START Listed records

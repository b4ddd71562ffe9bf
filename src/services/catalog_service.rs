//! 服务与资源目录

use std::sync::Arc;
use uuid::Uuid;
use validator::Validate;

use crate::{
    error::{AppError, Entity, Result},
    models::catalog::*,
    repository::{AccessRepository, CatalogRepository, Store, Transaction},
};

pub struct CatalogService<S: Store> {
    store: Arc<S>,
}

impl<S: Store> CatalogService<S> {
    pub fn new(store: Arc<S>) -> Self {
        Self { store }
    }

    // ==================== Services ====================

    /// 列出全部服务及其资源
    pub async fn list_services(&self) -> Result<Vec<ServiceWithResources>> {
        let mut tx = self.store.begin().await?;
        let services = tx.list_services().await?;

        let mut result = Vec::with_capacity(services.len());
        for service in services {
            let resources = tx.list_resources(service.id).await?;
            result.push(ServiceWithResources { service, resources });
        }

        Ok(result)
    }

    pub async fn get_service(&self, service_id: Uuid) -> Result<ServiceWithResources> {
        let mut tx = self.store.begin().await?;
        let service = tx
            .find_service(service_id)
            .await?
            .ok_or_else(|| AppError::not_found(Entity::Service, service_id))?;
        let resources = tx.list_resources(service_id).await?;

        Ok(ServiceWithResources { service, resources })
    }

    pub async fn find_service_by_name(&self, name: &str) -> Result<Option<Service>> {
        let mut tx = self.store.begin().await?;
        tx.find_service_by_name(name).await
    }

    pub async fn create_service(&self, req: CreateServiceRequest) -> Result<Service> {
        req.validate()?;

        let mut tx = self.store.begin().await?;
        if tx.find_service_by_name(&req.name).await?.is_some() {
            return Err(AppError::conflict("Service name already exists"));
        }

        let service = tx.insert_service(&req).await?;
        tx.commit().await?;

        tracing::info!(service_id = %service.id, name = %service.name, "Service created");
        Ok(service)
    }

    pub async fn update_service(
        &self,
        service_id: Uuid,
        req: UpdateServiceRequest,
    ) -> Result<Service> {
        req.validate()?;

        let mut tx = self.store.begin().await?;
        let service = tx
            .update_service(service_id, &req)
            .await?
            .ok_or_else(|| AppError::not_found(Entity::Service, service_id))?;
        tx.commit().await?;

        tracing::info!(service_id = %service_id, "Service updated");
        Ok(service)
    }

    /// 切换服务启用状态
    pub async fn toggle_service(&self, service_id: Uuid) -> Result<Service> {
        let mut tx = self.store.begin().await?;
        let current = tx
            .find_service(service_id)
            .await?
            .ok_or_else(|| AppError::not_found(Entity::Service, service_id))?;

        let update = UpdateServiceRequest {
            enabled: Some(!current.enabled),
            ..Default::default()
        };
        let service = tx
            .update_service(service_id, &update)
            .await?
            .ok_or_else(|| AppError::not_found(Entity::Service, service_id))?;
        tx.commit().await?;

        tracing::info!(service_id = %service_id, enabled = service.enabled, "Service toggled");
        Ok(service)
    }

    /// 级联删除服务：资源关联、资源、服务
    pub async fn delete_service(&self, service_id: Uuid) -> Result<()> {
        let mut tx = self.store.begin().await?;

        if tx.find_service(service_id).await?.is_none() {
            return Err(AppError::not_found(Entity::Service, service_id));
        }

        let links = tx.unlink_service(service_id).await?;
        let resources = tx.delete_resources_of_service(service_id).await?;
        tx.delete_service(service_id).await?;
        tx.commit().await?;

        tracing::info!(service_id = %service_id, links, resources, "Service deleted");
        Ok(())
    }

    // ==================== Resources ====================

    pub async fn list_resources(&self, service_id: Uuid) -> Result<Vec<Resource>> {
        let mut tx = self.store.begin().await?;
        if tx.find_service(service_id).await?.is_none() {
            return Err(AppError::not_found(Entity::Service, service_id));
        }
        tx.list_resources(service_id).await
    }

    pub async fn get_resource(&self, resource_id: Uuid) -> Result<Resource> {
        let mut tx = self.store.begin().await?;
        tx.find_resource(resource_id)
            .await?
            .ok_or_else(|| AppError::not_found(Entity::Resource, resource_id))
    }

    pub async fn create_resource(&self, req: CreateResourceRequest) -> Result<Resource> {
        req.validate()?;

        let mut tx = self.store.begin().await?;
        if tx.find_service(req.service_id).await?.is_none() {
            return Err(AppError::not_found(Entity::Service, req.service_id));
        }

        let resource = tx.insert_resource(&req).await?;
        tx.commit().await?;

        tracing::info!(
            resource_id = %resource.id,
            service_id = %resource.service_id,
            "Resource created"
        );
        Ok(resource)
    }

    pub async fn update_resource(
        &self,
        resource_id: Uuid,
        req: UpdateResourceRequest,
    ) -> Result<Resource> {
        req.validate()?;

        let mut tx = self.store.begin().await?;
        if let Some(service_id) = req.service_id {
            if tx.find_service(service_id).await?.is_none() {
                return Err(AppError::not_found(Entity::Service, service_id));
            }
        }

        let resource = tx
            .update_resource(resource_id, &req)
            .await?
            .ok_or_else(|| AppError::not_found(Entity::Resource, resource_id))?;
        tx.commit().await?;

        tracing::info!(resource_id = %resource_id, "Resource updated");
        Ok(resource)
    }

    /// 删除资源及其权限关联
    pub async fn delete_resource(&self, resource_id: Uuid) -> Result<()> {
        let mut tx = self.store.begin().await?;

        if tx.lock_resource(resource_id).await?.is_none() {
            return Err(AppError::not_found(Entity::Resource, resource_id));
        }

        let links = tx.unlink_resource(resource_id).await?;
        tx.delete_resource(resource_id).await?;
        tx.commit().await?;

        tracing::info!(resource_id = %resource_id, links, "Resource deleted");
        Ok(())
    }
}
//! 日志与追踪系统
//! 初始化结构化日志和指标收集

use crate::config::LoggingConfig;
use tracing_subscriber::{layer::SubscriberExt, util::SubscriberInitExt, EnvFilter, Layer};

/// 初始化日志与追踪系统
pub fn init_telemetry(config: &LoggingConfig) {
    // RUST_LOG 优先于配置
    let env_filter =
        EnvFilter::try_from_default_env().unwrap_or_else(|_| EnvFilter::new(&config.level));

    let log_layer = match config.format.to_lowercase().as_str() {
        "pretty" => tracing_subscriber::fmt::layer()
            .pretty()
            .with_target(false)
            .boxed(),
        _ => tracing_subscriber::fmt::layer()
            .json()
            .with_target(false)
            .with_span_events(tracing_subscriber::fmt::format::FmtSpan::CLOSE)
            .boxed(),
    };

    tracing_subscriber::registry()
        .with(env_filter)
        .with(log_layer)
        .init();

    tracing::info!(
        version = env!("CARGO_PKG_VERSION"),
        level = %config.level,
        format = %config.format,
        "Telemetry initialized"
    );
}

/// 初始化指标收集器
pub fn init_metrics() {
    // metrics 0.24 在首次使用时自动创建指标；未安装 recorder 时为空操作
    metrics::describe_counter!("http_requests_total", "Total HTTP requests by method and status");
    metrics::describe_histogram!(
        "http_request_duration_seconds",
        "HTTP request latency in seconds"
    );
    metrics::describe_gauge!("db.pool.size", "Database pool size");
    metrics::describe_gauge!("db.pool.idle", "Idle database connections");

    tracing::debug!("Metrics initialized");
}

END Listed records

> About this task
Return all lines from the data that include the string "pretty".

> Result of this task
        "pretty" => tracing_subscriber::fmt::layer()
            .pretty()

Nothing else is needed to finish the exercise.